Si era dedicato alla radio, poco prima, e aveva ascoltato gli annunci pronunciati con voce tesa e ansiosa, sulle mostruose ondate di marea; e c'era stato chi aveva insistito che le loro origini dovevano essere le scosse sismiche che avevano fatto tremare la crosta terrestre, ormai da ore e ore; e poi la radio aveva lanciato grida concitate, avvertendo le imbarcazioni, e gli autobus, e i treni, di fare questo e quello, e l'impossibile; e cupi, isterici, complessi ordini a tutta l'Inghilterra, così sembrava a Dai, di andare in qualche altra parte, preferibilmente sulla cima del Monte Snowdon.

Decise che i pavidi abitanti del Somerset dovevano essere fuggiti ascoltando le prime trasmissioni di quegli avvisi frenetici… chiudendo miserabilmente i loro liquori a chiave, prima di andarsene!… e poi aveva lasciato perdere, aveva pensato ai cartoni animati, tornando quasi bambino, crogiolandosi nella meravigliosa sensazione, e canticchiando: «Chi ha paura dell'onda cattiva? Non Dai, certamente!»

Ma poi le luci si erano spente, con un lampo verdastro, e anche la radio aveva taciuto, e lui era andato in cerca di candele, sistemandole artisticamente sul bancone, sette con i loro candelabri.

Si rivolse a esse, ora, e tutte stavano ardendo meravigliosamente, fiammelle tremule e ondeggianti, come sette vergini d'oro e d'argento, gettando un chiarore superno su tutti i libri verdi e ambrati, dalle precise etichette, che si trovavano davanti.

Vediamo, pensò, passando lentamente oltre le fiamme delle vergini, Sono molti giorni che non penetro nell'Old Bushmills di Thomas Hardy, ma sono enormemente tentato da alcuni canti di Vat 69, di Ezra Pound. Quale dovrei scegliere, ora?
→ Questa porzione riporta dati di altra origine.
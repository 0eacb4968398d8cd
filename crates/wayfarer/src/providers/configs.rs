use serde::Deserialize;

pub const OPENAI_HOST: &str = "https://api.openai.com";
pub const OPENAI_MODEL: &str = "gpt-4o";
pub const ANTHROPIC_HOST: &str = "https://api.anthropic.com";
pub const ANTHROPIC_MODEL: &str = "claude-3-5-sonnet-20241022";
pub const GOOGLE_HOST: &str = "https://generativelanguage.googleapis.com";
pub const GOOGLE_MODEL: &str = "gemini-2.0-flash";

// Unified enum to wrap different provider configurations
#[derive(Debug, Clone)]
pub enum ProviderConfig {
    OpenAi(OpenAiProviderConfig),
    Anthropic(AnthropicProviderConfig),
    Google(GoogleProviderConfig),
}

#[derive(Debug, Clone, Deserialize)]
pub struct OpenAiProviderConfig {
    pub host: String,
    pub api_key: String,
    pub model: String,
    pub temperature: Option<f32>,
    pub max_tokens: Option<i32>,
}

impl OpenAiProviderConfig {
    pub fn new<S: Into<String>>(api_key: S) -> Self {
        Self {
            host: OPENAI_HOST.to_string(),
            api_key: api_key.into(),
            model: OPENAI_MODEL.to_string(),
            temperature: None,
            max_tokens: None,
        }
    }
}

#[derive(Debug, Clone, Deserialize)]
pub struct AnthropicProviderConfig {
    pub host: String,
    pub api_key: String,
    pub model: String,
    pub temperature: Option<f32>,
    pub max_tokens: Option<i32>,
}

impl AnthropicProviderConfig {
    pub fn new<S: Into<String>>(api_key: S) -> Self {
        Self {
            host: ANTHROPIC_HOST.to_string(),
            api_key: api_key.into(),
            model: ANTHROPIC_MODEL.to_string(),
            temperature: None,
            max_tokens: None,
        }
    }
}

#[derive(Debug, Clone, Deserialize)]
pub struct GoogleProviderConfig {
    pub host: String,
    pub api_key: String,
    pub model: String,
    pub temperature: Option<f32>,
    pub max_tokens: Option<i32>,
}

impl GoogleProviderConfig {
    pub fn new<S: Into<String>>(api_key: S) -> Self {
        Self {
            host: GOOGLE_HOST.to_string(),
            api_key: api_key.into(),
            model: GOOGLE_MODEL.to_string(),
            temperature: None,
            max_tokens: None,
        }
    }
}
O forse… sì… per un aroma straniero, Kirchwasser di Heinrich Heine!

Il generale Spike Stevens e il colonnello Mabel giacevano fianco a fianco, trenta centimetri o meno sotto il soffitto di cemento, sulla sommità di un grosso classificatore di metallo, largo come un giaciglio. La donna aveva perduto la sua lampadina, ma il generale aveva ancora la sua legata al petto. La luce scintillava su una superficie immobile di acqua nera, venti centimetri sotto l'orlo della sommità del classificatore.

Anche l'uomo e la donna erano distesi immobili come l'acqua. C'era un frastuono, nelle loro teste, prodotto dalla pressione dell'aria, che era calda, a causa della stessa compressione.
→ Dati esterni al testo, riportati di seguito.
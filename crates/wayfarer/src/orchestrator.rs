use chrono::Local;
use futures::stream::BoxStream;
use std::fmt;
use std::sync::Arc;
use std::time::Duration;
use tokio_util::sync::CancellationToken;
use tracing::{debug, info, warn};

use crate::conversation::ConversationLog;
use crate::models::event::Event;
use crate::models::message::{Attachment, Message};
use crate::models::tool::{ToolCallRequest, ToolCallResult, ToolDefinition};
use crate::prompt_template::system_prompt;
use crate::providers::base::{ModelResponse, Provider};
use crate::tools::registry::{to_call_result, ToolRegistry};

/// Text of the error event emitted when the model cannot be reached
pub const MODEL_FAILURE_PREFIX: &str = "I'm having trouble connecting to my brain right now.";

/// Hard ceiling on model calls per run
pub const MAX_TURNS: usize = 10;

/// Recorded in the log for tool calls a cancelled run never executed
pub const CANCELLED_TOOL_TEXT: &str = "Tool call cancelled before it ran";

#[derive(Debug, Clone, Copy, PartialEq, Eq)]
pub enum Backoff {
    /// The same delay after every failed attempt
    Fixed,
    /// The base delay multiplied by the attempt number
    Linear,
}

/// How many times an operation is attempted and how long to wait in between
#[derive(Debug, Clone, Copy, PartialEq, Eq)]
pub struct RetryPolicy {
    pub max_attempts: u32,
    pub base_delay: Duration,
    pub backoff: Backoff,
}

impl RetryPolicy {
    pub fn fixed(max_attempts: u32, delay: Duration) -> Self {
        Self {
            max_attempts,
            base_delay: delay,
            backoff: Backoff::Fixed,
        }
    }

    pub fn linear(max_attempts: u32, base_delay: Duration) -> Self {
        Self {
            max_attempts,
            base_delay,
            backoff: Backoff::Linear,
        }
    }

    /// A single attempt with no waiting
    pub fn none() -> Self {
        Self::fixed(1, Duration::ZERO)
    }

    /// Wait after the given failed attempt, counting from 1
    pub fn delay(&self, attempt: u32) -> Duration {
        match self.backoff {
            Backoff::Fixed => self.base_delay,
            Backoff::Linear => self.base_delay * attempt,
        }
    }
}

#[derive(Debug, Clone, PartialEq, Eq)]
pub struct AgentConfig {
    /// Upper bound on model turns in one run, between 1 and [`MAX_TURNS`]
    pub max_turns: usize,
    pub model_retry: RetryPolicy,
    pub tool_retry: RetryPolicy,
}

impl Default for AgentConfig {
    fn default() -> Self {
        Self {
            max_turns: MAX_TURNS,
            model_retry: RetryPolicy::fixed(3, Duration::from_secs(1)),
            tool_retry: RetryPolicy::linear(3, Duration::from_secs(1)),
        }
    }
}

/// Why the last run ended
#[derive(Debug, Clone, Copy, PartialEq, Eq)]
pub enum StopReason {
    /// The model answered without requesting tools
    Done,
    /// The model could not be reached after all retries
    Error,
    /// The turn limit was hit while tools were still being requested
    TurnLimit,
    Cancelled,
}

/// What the user sent for one run
#[derive(Debug, Clone, PartialEq, Eq)]
pub struct UserInput {
    pub text: String,
    pub attachment: Option<Attachment>,
}

impl UserInput {
    pub fn new<S: Into<String>>(text: S) -> Self {
        Self {
            text: text.into(),
            attachment: None,
        }
    }

    pub fn with_attachment<S: Into<String>>(mut self, mime_type: S, data: Vec<u8>) -> Self {
        self.attachment = Some(Attachment::new(mime_type, data));
        self
    }

    /// Build the user message. Text documents are inlined between delimiters, anything else
    /// (images) rides along as an attachment for the vendor to handle.
    pub fn into_message(self) -> Message {
        match self.attachment {
            Some(attachment) if is_text_document(&attachment.mime_type) => {
                let content = String::from_utf8_lossy(&attachment.data);
                debug!(
                    mime_type = %attachment.mime_type,
                    chars = content.len(),
                    "inlining attached document"
                );
                Message::user().with_text(inline_document(&self.text, &content))
            }
            Some(attachment) => Message::user()
                .with_text(self.text)
                .with_attachment(attachment.mime_type, attachment.data),
            None => Message::user().with_text(self.text),
        }
    }
}

impl From<&str> for UserInput {
    fn from(text: &str) -> Self {
        Self::new(text)
    }
}

impl From<String> for UserInput {
    fn from(text: String) -> Self {
        Self::new(text)
    }
}

fn is_text_document(mime_type: &str) -> bool {
    mime_type.starts_with("text/") || mime_type == "application/json"
}

fn inline_document(question: &str, content: &str) -> String {
    format!(
        "{question}\n\n\
         ----- [ATTACHED DOCUMENT START] -----\n\
         The user attached the document below. It may be written in another language; \
         answer in the language of the user's question above.\n\n\
         CONTENT:\n{content}\n\
         ----- [ATTACHED DOCUMENT END] -----\n"
    )
}

enum Failure<E> {
    Cancelled,
    Exhausted(E),
}

/// Drives one conversation: asks the model, runs the tools it requests and records every
/// step in the conversation log.
pub struct Orchestrator {
    provider: Arc<dyn Provider>,
    tools: Arc<ToolRegistry>,
    log: ConversationLog,
    config: AgentConfig,
    last_stop: Option<StopReason>,
}

impl fmt::Debug for Orchestrator {
    fn fmt(&self, f: &mut fmt::Formatter<'_>) -> fmt::Result {
        f.debug_struct("Orchestrator")
            .field("provider", &self.provider.name())
            .field("tools", &self.tools.len())
            .field("messages", &self.log.len())
            .field("config", &self.config)
            .finish()
    }
}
Non c'era nulla da vedere, sulla parte ancora asciutta delle pareti e sul soffitto, a parte la griglia di un aeratore, dietro la testa di Mabel.

Il generale disse… e la sua voce era stranamente aspra, e distante… «Non capisco perché, con una simile pressione, l'aria non sfugge di là…» indicò l'aeratore, «E poi, finis. Dev'esserci un blocco… forse qualche valvola anti-atomica, entrata in funzione.»
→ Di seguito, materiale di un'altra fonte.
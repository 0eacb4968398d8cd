use anyhow::{anyhow, Result};
use async_trait::async_trait;
use reqwest::{Client, StatusCode};
use serde_json::{json, Value};
use std::time::Duration;
use tracing::debug;

use super::base::{ModelResponse, Provider};
use super::configs::OpenAiProviderConfig;
use super::utils::{
    check_openai_context_length_error, handle_response, messages_to_openai_spec,
    openai_response_to_message, tools_to_openai_spec, ImageFormat,
};
use crate::models::message::Message;
use crate::models::tool::ToolDefinition;

pub struct OpenAiProvider {
    client: Client,
    config: OpenAiProviderConfig,
}

impl OpenAiProvider {
    pub fn new(config: OpenAiProviderConfig) -> Result<Self> {
        let client = Client::builder()
            .timeout(Duration::from_secs(600)) // 10 minutes timeout
            .build()?;

        Ok(Self { client, config })
    }

    async fn post(&self, payload: Value) -> Result<Value> {
        let url = format!(
            "{}/v1/chat/completions",
            self.config.host.trim_end_matches('/')
        );

        let response = self
            .client
            .post(&url)
            .header("Authorization", format!("Bearer {}", self.config.api_key))
            .json(&payload)
            .send()
            .await?;

        // Context overflows arrive as a 400 with a structured error body
        if response.status() == StatusCode::BAD_REQUEST {
            let error_text = response.text().await.unwrap_or_default();
            let overflow = serde_json::from_str::<Value>(&error_text)
                .ok()
                .and_then(|body| check_openai_context_length_error(body.get("error")?));
            return match overflow {
                Some(err) => Err(err.into()),
                None => Err(anyhow!(
                    "OpenAI request failed: {} - {}",
                    StatusCode::BAD_REQUEST,
                    error_text
                )),
            };
        }

        let body = handle_response("OpenAI", response).await?;

        // Raise specific error if context length is exceeded
        if let Some(error) = body.get("error") {
            if let Some(err) = check_openai_context_length_error(error) {
                return Err(err.into());
            }
            return Err(anyhow!("OpenAI API error: {}", error));
        }
        Ok(body)
    }

    fn payload(&self, messages: Vec<Value>, tools: Vec<Value>) -> Value {
        let mut payload = json!({
            "model": self.config.model,
            "messages": messages,
        });
        if !tools.is_empty() {
            payload["tools"] = json!(tools);
            payload["tool_choice"] = json!("auto");
        }
        if let Some(temp) = self.config.temperature {
            payload["temperature"] = json!(temp);
        }
        if let Some(tokens) = self.config.max_tokens {
            payload["max_tokens"] = json!(tokens);
        }
        payload
    }
}

#[async_trait]
impl Provider for OpenAiProvider {
    fn name(&self) -> &str {
        "openai"
    }

    async fn generate_text(&self, prompt: &str, system: Option<&str>) -> Result<String> {
        let mut messages = Vec::new();
        if let Some(system) = system {
            messages.push(json!({"role": "system", "content": system}));
        }
        messages.push(json!({"role": "user", "content": prompt}));

        let response = self.post(self.payload(messages, vec![])).await?;
        Ok(openai_response_to_message(&response)?
            .content
            .unwrap_or_default())
    }

    async fn call_tool(
        &self,
        messages: &[Message],
        tools: &[ToolDefinition],
    ) -> Result<ModelResponse> {
        let messages_spec = messages_to_openai_spec(messages, &ImageFormat::OpenAi);
        let tools_spec = tools_to_openai_spec(tools)?;

        let response = self.post(self.payload(messages_spec, tools_spec)).await?;
        let message = openai_response_to_message(&response)?;
        debug!(usage = ?message.usage, tool_calls = message.tool_calls.len(), "openai response");
        Ok(message)
    }
}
Il colonnello Mab scosse il capo. La donna era distesa sulla schiena, e guardava in alto, attraverso le ciglia socchiuse.

«Non è facile vederlo, subito,» disse, gentilmente. «Ma il condotto di aerazione è pieno d'acqua. Si gonfia un poco, nei quadratini dell'aeratore, sembrano le punte di grosse dita nere. La pressione dell'acqua, dall'alto e dal basso, forma una specie di equilibrio… in ogni caso, per il momento, e finché le superfici nella griglia non saranno disturbate.»

«Tu hai delle visioni,» le disse il generale. «Una pessima fantasia idrostatica. La pressione sull'acqua che si trova sotto di noi deve essere maggiore. Dovrebbe ugualmente spingere l'aria verso l'alto.»

«Forse il condotto di aerazione non si è ancora riempito completamente,» gli rispose il colonnello Mab, con una scrollatina di spalle. «Ma io non ho le visioni.»

Allungò la mano, e infilò il mignolo nel più vicino foro della griglia; poi lo ritrasse immediatamente, quando un rivoletto d'acqua grosso come un sigaro sprizzò su di loro, gettandosi rumorosamente nell'acqua nera, in basso… dando l'assurda impressione di un elefante che si liberasse di un po' di fluido.